* [Exercise goal]:
Report every line below that has the string "lines" in it.

*** Opening Recorded information ***

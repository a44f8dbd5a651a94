//! CLI for powertrace: sample GPU power and summarize energy use.

mod commands;

use clap::{Parser, Subcommand};
use env_logger::Env;

#[derive(Parser)]
#[command(name = "powertrace")]
#[command(about = "powertrace: sample GPU power and summarize energy use")]
#[command(version = powertrace_core::VERSION)]
struct Cli {
    #[command(subcommand)]
    command: Commands,
}

#[derive(Subcommand)]
enum Commands {
    /// Summarize a telemetry log: JSON report, CSV export, plots, optional archive
    Analyze {
        /// Telemetry log to read (JSON lines, one object per sample)
        #[arg(long)]
        src: String,

        /// Keep only this GPU's records (no-op for logs without gpu_index)
        #[arg(long)]
        gpu_index: Option<u32>,

        /// Output directory (default: plots/ next to the log)
        #[arg(long)]
        out_dir: Option<String>,

        /// Bundle all outputs into an archive (gzip-compressed tar, not zip)
        #[arg(long)]
        zip: bool,

        /// Archive file name; the file is always .tar.gz (default: <log stem>-telemetry-plots.tar.gz)
        #[arg(long)]
        zip_name: Option<String>,

        /// Plot x-axis: elapsed seconds (default) or wall-clock time
        #[arg(long, default_value = "elapsed", value_parser = ["elapsed", "time"])]
        x_axis: String,
    },

    /// Sample GPU/CPU power into a JSON-lines log until Ctrl+C
    Monitor {
        /// GPU index to sample
        #[arg(long, default_value = "0")]
        gpu: u32,

        /// Sample interval (e.g. "500ms", "5s", "1m")
        #[arg(long, default_value = "5s")]
        interval: String,

        /// Log file to append to
        #[arg(long, default_value = "logs/power_log.jsonl")]
        log_path: String,
    },
}

fn main() {
    env_logger::Builder::from_env(Env::default().default_filter_or("warn")).init();

    let cli = Cli::parse();

    match cli.command {
        Commands::Analyze {
            src,
            gpu_index,
            out_dir,
            zip,
            zip_name,
            x_axis,
        } => commands::analyze::run(commands::analyze::AnalyzeCommandConfig {
            src: &src,
            gpu_index,
            out_dir: out_dir.as_deref(),
            zip,
            zip_name: zip_name.as_deref(),
            x_axis: &x_axis,
        }),
        Commands::Monitor {
            gpu,
            interval,
            log_path,
        } => commands::monitor::run(gpu, &interval, &log_path),
    }
}
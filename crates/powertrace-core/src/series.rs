//! Time-ordered telemetry series.
//!
//! A [`TelemetrySeries`] is built once from decoded records: filter by
//! device, sort by timestamp, then derive elapsed seconds. It is
//! never empty and never mutated afterwards.

use std::cmp::Ordering;

use crate::error::{Error, Result};
use crate::record::{Metric, TelemetryRecord};

/// Filtered, sorted records with their elapsed-time column.
#[derive(Debug, Clone)]
pub struct TelemetrySeries {
    records: Vec<TelemetryRecord>,
    elapsed_s: Vec<f64>,
}

impl TelemetrySeries {
    /// Build a series, keeping only `gpu_index` matches when a filter is
    /// given and the field appears anywhere in the data.
    pub fn new(records: Vec<TelemetryRecord>, gpu_index: Option<u32>) -> Result<Self> {
        let mut records = filter_by_gpu(records, gpu_index);
        if records.is_empty() {
            return Err(Error::EmptyAfterFilter { gpu_index });
        }
        sort_by_time(&mut records);
        let elapsed_s = derive_elapsed(&records)?;
        Ok(Self { records, elapsed_s })
    }

    pub fn records(&self) -> &[TelemetryRecord] {
        &self.records
    }

    /// Seconds since the first record, aligned with [`Self::records`].
    pub fn elapsed_s(&self) -> &[f64] {
        &self.elapsed_s
    }

    pub fn len(&self) -> usize {
        self.records.len()
    }

    pub fn is_empty(&self) -> bool {
        self.records.is_empty()
    }

    /// Whether at least one record carries `metric`.
    pub fn has_metric(&self, metric: Metric) -> bool {
        self.records.iter().any(|r| r.metric(metric).is_some())
    }

    /// Present values of `metric`, in time order.
    pub fn values(&self, metric: Metric) -> impl Iterator<Item = f64> + '_ {
        self.records.iter().filter_map(move |r| r.metric(metric))
    }

    /// First `gpu_name` in the series, if any record has one.
    pub fn gpu_name(&self) -> Option<&str> {
        self.records.iter().find_map(|r| r.gpu_name.as_deref())
    }

    /// First `gpu_index` in the series, if any record has one.
    pub fn gpu_index(&self) -> Option<u32> {
        self.records.iter().find_map(|r| r.gpu_index)
    }
}

/// Keep records for one device. A no-op when no record has `gpu_index`.
pub fn filter_by_gpu(records: Vec<TelemetryRecord>, gpu_index: Option<u32>) -> Vec<TelemetryRecord> {
    let Some(wanted) = gpu_index else {
        return records;
    };
    if !records.iter().any(|r| r.gpu_index.is_some()) {
        log::debug!("gpu_index filter {wanted} ignored: field absent from input");
        return records;
    }
    let before = records.len();
    let kept: Vec<_> = records
        .into_iter()
        .filter(|r| r.gpu_index == Some(wanted))
        .collect();
    log::debug!("gpu_index filter {wanted}: kept {}/{before}", kept.len());
    kept
}

/// Ascending sort by timestamp.
///
/// Records sharing a timestamp are ordered by their readings, so the result
/// does not depend on input order. Only identical records stay tied.
pub fn sort_by_time(records: &mut [TelemetryRecord]) {
    records.sort_by(cmp_records);
}

fn cmp_records(a: &TelemetryRecord, b: &TelemetryRecord) -> Ordering {
    a.timestamp
        .cmp(&b.timestamp)
        .then_with(|| a.gpu_index.cmp(&b.gpu_index))
        .then_with(|| {
            Metric::ALL
                .iter()
                .map(|&m| cmp_reading(a.metric(m), b.metric(m)))
                .find(|o| o.is_ne())
                .unwrap_or(Ordering::Equal)
        })
        .then_with(|| a.gpu_name.cmp(&b.gpu_name))
}

// Absent sorts before present.
fn cmp_reading(a: Option<f64>, b: Option<f64>) -> Ordering {
    match (a, b) {
        (Some(x), Some(y)) => x.total_cmp(&y),
        (a, b) => a.is_some().cmp(&b.is_some()),
    }
}

/// Seconds since the first record, for each record.
///
/// Expects `records` already sorted.
pub fn derive_elapsed(records: &[TelemetryRecord]) -> Result<Vec<f64>> {
    let first = records.first().ok_or(Error::EmptySeries)?.timestamp;
    Ok(records
        .iter()
        .map(|r| seconds_between(first, r.timestamp))
        .collect())
}

pub(crate) fn seconds_between(
    from: chrono::DateTime<chrono::Utc>,
    to: chrono::DateTime<chrono::Utc>,
) -> f64 {
    let delta = to - from;
    match delta.num_nanoseconds() {
        Some(ns) => ns as f64 / 1e9,
        None => delta.num_milliseconds() as f64 / 1e3,
    }
}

*** Closing Recorded information ***

* [Task answer]:
        /// Telemetry log to read (JSON lines, one object per sample)
    /// Sample GPU/CPU power into a JSON-lines log until Ctrl+C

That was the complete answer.